Exercise brief — Only the lines below, from the one with "Commit a cash" through the one with "Commit a share", are to be written out, exactly.

--- Stored data ---

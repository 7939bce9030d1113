//! Cross entries: two transactions that form one economic event
//!
//! Uncommitted entries ([`BuySellEntry`], [`AccountTransferEntry`],
//! [`PortfolioTransferEntry`]) own both halves. Binding moves the halves
//! into their account/portfolio and leaves a [`CrossEntry`] on the client
//! that refers to them by handle; each half points back at it by id.

use bigdecimal::BigDecimal;
use chrono::NaiveDateTime;
use serde::{Deserialize, Serialize};

use crate::ledger::{AccountTransaction, Client, PortfolioTransaction, SecurityRef};
use crate::types::*;
use crate::utils::validation;

/// A committed pair of linked transactions
#[derive(Debug, Clone, Copy, PartialEq, Eq, Serialize, Deserialize)]
pub enum CrossEntry {
    /// Security leg plus cash leg of a trade
    BuySell {
        portfolio: TransactionRef,
        account: TransactionRef,
    },
    AccountTransfer {
        source: TransactionRef,
        target: TransactionRef,
    },
    PortfolioTransfer {
        source: TransactionRef,
        target: TransactionRef,
    },
}

impl CrossEntry {
    /// Both halves, security/source side first
    pub fn halves(&self) -> (TransactionRef, TransactionRef) {
        match *self {
            CrossEntry::BuySell { portfolio, account } => (portfolio, account),
            CrossEntry::AccountTransfer { source, target }
            | CrossEntry::PortfolioTransfer { source, target } => (source, target),
        }
    }

    /// The other half of the pair, if `transaction` is one of its halves
    pub fn cross_transaction(&self, transaction: TransactionId) -> Option<TransactionRef> {
        let (a, b) = self.halves();
        if a.transaction == transaction {
            Some(b)
        } else if b.transaction == transaction {
            Some(a)
        } else {
            None
        }
    }
}

/// Uncommitted purchase or sale: security leg plus cash leg
#[derive(Debug, Clone)]
pub struct BuySellEntry {
    pub portfolio_transaction: PortfolioTransaction,
    pub account_transaction: AccountTransaction,
}

impl BuySellEntry {
    /// Create a trade. `buy` selects between a purchase and a sale.
    pub fn new(
        buy: bool,
        date_time: NaiveDateTime,
        security: SecurityRef,
        amount: Money,
        shares: BigDecimal,
    ) -> Self {
        let (portfolio_type, account_type) = if buy {
            (PortfolioTransactionType::Buy, AccountTransactionType::Buy)
        } else {
            (PortfolioTransactionType::Sell, AccountTransactionType::Sell)
        };

        Self {
            portfolio_transaction: PortfolioTransaction::new(
                date_time,
                portfolio_type,
                amount.clone(),
                shares,
                security.clone(),
            ),
            account_transaction: AccountTransaction::new(date_time, account_type, amount)
                .with_security(security),
        }
    }

    /// Set the note on both legs
    pub fn set_note(&mut self, note: impl Into<String>) {
        let note = note.into();
        self.account_transaction.note = Some(note.clone());
        self.portfolio_transaction.note = Some(note);
    }

    /// Fees, taxes and gross value live on the security leg
    pub fn add_unit(&mut self, unit: TransactionUnit) {
        self.portfolio_transaction.units.push(unit);
    }
}

/// Uncommitted cash transfer between two accounts
#[derive(Debug, Clone)]
pub struct AccountTransferEntry {
    pub source_transaction: AccountTransaction,
    pub target_transaction: AccountTransaction,
}

impl AccountTransferEntry {
    pub fn new(date_time: NaiveDateTime, amount: Money) -> Self {
        Self {
            source_transaction: AccountTransaction::new(
                date_time,
                AccountTransactionType::TransferOut,
                amount.clone(),
            ),
            target_transaction: AccountTransaction::new(
                date_time,
                AccountTransactionType::TransferIn,
                amount,
            ),
        }
    }

    pub fn set_note(&mut self, note: impl Into<String>) {
        let note = note.into();
        self.source_transaction.note = Some(note.clone());
        self.target_transaction.note = Some(note);
    }
}

/// Uncommitted share transfer between two portfolios
#[derive(Debug, Clone)]
pub struct PortfolioTransferEntry {
    pub source_transaction: PortfolioTransaction,
    pub target_transaction: PortfolioTransaction,
}

impl PortfolioTransferEntry {
    pub fn new(
        date_time: NaiveDateTime,
        security: SecurityRef,
        amount: Money,
        shares: BigDecimal,
    ) -> Self {
        Self {
            source_transaction: PortfolioTransaction::new(
                date_time,
                PortfolioTransactionType::TransferOut,
                amount.clone(),
                shares.clone(),
                security.clone(),
            ),
            target_transaction: PortfolioTransaction::new(
                date_time,
                PortfolioTransactionType::TransferIn,
                amount,
                shares,
                security,
            ),
        }
    }

    pub fn set_note(&mut self, note: impl Into<String>) {
        let note = note.into();
        self.source_transaction.note = Some(note.clone());
        self.target_transaction.note = Some(note);
    }
}

/// Commit a trade into `account` and `portfolio` as one cross entry.
///
/// Nothing is appended unless both owners exist and the legs agree.
pub fn bind_buy_sell(
    client: &mut Client,
    entry: BuySellEntry,
    account: AccountId,
    portfolio: PortfolioId,
) -> LedgerResult<CrossEntryId> {
    validation::validate_buy_sell_entry(&entry)?;

    let BuySellEntry {
        mut portfolio_transaction,
        mut account_transaction,
    } = entry;

    let id = CrossEntryId::new();
    portfolio_transaction.cross_entry = Some(id);
    account_transaction.cross_entry = Some(id);

    let cross_entry = CrossEntry::BuySell {
        portfolio: TransactionRef::portfolio(portfolio, portfolio_transaction.id),
        account: TransactionRef::account(account, account_transaction.id),
    };

    client.commit_pair(
        id,
        cross_entry,
        Half::Portfolio(portfolio, portfolio_transaction),
        Half::Account(account, account_transaction),
    )?;
    Ok(id)
}

/// Commit a cash transfer from `source` to `target` as one cross entry.
pub fn bind_account_transfer(
    client: &mut Client,
    entry: AccountTransferEntry,
    source: AccountId,
    target: AccountId,
) -> LedgerResult<CrossEntryId> {
    validation::validate_account_transfer(&entry, source, target)?;

    let AccountTransferEntry {
        mut source_transaction,
        mut target_transaction,
    } = entry;

    let id = CrossEntryId::new();
    source_transaction.cross_entry = Some(id);
    target_transaction.cross_entry = Some(id);

    let cross_entry = CrossEntry::AccountTransfer {
        source: TransactionRef::account(source, source_transaction.id),
        target: TransactionRef::account(target, target_transaction.id),
    };

    client.commit_pair(
        id,
        cross_entry,
        Half::Account(source, source_transaction),
        Half::Account(target, target_transaction),
    )?;
    Ok(id)
}

/// Commit a share transfer from `source` to `target` as one cross entry.
pub fn bind_portfolio_transfer(
    client: &mut Client,
    entry: PortfolioTransferEntry,
    source: PortfolioId,
    target: PortfolioId,
) -> LedgerResult<CrossEntryId> {
    validation::validate_portfolio_transfer(&entry, source, target)?;

    let PortfolioTransferEntry {
        mut source_transaction,
        mut target_transaction,
    } = entry;

    let id = CrossEntryId::new();
    source_transaction.cross_entry = Some(id);
    target_transaction.cross_entry = Some(id);

    let cross_entry = CrossEntry::PortfolioTransfer {
        source: TransactionRef::portfolio(source, source_transaction.id),
        target: TransactionRef::portfolio(target, target_transaction.id),
    };

    client.commit_pair(
        id,
        cross_entry,
        Half::Portfolio(source, source_transaction),
        Half::Portfolio(target, target_transaction),
    )?;
    Ok(id)
}

/// One half of a pair on its way into the ledger
pub(crate) enum Half {
    Account(AccountId, AccountTransaction),
    Portfolio(PortfolioId, PortfolioTransaction),
}

impl Half {
    pub(crate) fn reference(&self) -> TransactionRef {
        match self {
            Half::Account(account, t) => TransactionRef::account(*account, t.id),
            Half::Portfolio(portfolio, t) => TransactionRef::portfolio(*portfolio, t.id),
        }
    }
}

---

Answer to this task —
/// Commit a cash transfer from `source` to `target` as one cross entry.
pub fn bind_account_transfer(
    client: &mut Client,
    entry: AccountTransferEntry,
    source: AccountId,
    target: AccountId,
) -> LedgerResult<CrossEntryId> {
    validation::validate_account_transfer(&entry, source, target)?;

    let AccountTransferEntry {
        mut source_transaction,
        mut target_transaction,
    } = entry;

    let id = CrossEntryId::new();
    source_transaction.cross_entry = Some(id);
    target_transaction.cross_entry = Some(id);

    let cross_entry = CrossEntry::AccountTransfer {
        source: TransactionRef::account(source, source_transaction.id),
        target: TransactionRef::account(target, target_transaction.id),
    };

    client.commit_pair(
        id,
        cross_entry,
        Half::Account(source, source_transaction),
        Half::Account(target, target_transaction),
    )?;
    Ok(id)
}

/// Commit a share transfer from `source` to `target` as one cross entry.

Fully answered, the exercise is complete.